**Exercise brief:** Please copy each line of the data that includes the string "None".

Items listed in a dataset
===

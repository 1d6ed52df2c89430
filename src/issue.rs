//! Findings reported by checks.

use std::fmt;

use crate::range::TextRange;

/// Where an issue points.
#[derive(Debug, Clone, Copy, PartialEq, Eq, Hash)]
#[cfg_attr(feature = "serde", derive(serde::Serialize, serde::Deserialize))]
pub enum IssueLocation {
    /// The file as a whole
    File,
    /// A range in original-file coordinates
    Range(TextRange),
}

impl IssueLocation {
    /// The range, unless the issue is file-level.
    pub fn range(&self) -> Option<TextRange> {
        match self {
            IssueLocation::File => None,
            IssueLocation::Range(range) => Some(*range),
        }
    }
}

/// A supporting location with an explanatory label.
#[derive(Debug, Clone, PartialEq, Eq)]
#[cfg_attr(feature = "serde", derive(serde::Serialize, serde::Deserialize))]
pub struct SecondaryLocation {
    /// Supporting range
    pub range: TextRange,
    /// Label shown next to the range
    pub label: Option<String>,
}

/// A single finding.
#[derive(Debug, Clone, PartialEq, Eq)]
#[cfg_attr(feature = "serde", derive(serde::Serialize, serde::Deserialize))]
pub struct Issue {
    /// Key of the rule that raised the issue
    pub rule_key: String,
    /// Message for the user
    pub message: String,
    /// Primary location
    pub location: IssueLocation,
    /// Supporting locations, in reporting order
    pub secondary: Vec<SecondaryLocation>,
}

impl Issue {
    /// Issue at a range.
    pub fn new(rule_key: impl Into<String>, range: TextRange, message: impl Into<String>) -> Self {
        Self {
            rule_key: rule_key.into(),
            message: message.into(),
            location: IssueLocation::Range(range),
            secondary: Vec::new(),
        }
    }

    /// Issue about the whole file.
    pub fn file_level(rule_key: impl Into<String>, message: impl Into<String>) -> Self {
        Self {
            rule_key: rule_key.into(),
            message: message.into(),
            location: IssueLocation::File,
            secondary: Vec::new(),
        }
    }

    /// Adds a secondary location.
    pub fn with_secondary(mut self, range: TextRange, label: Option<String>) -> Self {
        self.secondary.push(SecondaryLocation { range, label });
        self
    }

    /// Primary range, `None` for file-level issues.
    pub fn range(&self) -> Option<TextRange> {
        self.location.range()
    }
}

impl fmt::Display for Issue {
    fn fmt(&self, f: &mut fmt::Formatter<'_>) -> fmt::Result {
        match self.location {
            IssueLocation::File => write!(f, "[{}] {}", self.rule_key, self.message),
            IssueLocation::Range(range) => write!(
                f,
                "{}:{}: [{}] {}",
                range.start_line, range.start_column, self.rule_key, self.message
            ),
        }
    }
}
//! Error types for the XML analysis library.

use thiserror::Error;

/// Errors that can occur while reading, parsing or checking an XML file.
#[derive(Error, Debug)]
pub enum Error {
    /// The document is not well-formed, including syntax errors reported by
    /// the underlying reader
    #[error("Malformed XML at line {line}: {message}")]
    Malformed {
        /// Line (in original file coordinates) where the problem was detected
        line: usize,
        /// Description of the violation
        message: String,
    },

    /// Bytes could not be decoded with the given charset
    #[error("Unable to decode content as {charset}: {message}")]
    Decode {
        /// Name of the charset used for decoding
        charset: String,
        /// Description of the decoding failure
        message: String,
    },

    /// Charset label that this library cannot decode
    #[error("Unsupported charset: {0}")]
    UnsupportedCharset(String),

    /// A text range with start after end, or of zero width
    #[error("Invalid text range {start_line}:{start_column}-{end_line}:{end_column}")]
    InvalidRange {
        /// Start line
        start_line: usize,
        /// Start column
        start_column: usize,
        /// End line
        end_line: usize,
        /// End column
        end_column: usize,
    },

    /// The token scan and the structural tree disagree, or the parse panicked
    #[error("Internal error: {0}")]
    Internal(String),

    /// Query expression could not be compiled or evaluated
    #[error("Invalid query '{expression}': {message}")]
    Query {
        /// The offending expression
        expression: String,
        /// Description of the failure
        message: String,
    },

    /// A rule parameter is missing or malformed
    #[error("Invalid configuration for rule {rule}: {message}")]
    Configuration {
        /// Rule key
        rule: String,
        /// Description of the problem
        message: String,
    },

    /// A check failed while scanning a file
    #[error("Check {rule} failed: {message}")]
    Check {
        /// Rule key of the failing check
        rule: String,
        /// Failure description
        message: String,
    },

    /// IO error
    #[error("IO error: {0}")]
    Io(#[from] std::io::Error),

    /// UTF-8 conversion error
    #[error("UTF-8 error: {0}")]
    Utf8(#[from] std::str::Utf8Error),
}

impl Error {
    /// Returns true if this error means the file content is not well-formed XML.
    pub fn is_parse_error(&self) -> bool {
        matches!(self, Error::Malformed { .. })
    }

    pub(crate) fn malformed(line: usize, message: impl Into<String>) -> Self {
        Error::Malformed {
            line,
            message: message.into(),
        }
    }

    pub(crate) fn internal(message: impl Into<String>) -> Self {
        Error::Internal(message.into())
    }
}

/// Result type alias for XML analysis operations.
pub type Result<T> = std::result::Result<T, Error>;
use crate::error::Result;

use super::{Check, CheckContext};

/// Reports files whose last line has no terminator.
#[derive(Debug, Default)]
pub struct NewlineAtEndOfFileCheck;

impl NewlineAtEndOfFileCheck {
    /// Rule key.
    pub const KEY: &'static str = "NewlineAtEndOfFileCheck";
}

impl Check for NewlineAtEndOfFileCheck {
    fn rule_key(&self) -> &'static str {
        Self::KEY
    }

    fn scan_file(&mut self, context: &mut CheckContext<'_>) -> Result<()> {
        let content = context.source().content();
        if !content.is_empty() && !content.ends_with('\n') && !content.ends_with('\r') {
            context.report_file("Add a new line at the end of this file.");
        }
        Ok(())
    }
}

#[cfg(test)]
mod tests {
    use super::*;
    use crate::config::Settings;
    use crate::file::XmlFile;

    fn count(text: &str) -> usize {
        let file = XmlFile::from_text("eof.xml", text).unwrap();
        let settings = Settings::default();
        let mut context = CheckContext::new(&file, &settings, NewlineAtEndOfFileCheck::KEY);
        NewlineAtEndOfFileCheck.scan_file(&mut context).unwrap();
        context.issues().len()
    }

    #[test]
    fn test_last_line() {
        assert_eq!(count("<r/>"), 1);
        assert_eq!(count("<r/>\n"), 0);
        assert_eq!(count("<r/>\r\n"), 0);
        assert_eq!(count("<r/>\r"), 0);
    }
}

===

**Answer below:**
            IssueLocation::File => None,
    /// Primary range, `None` for file-level issues.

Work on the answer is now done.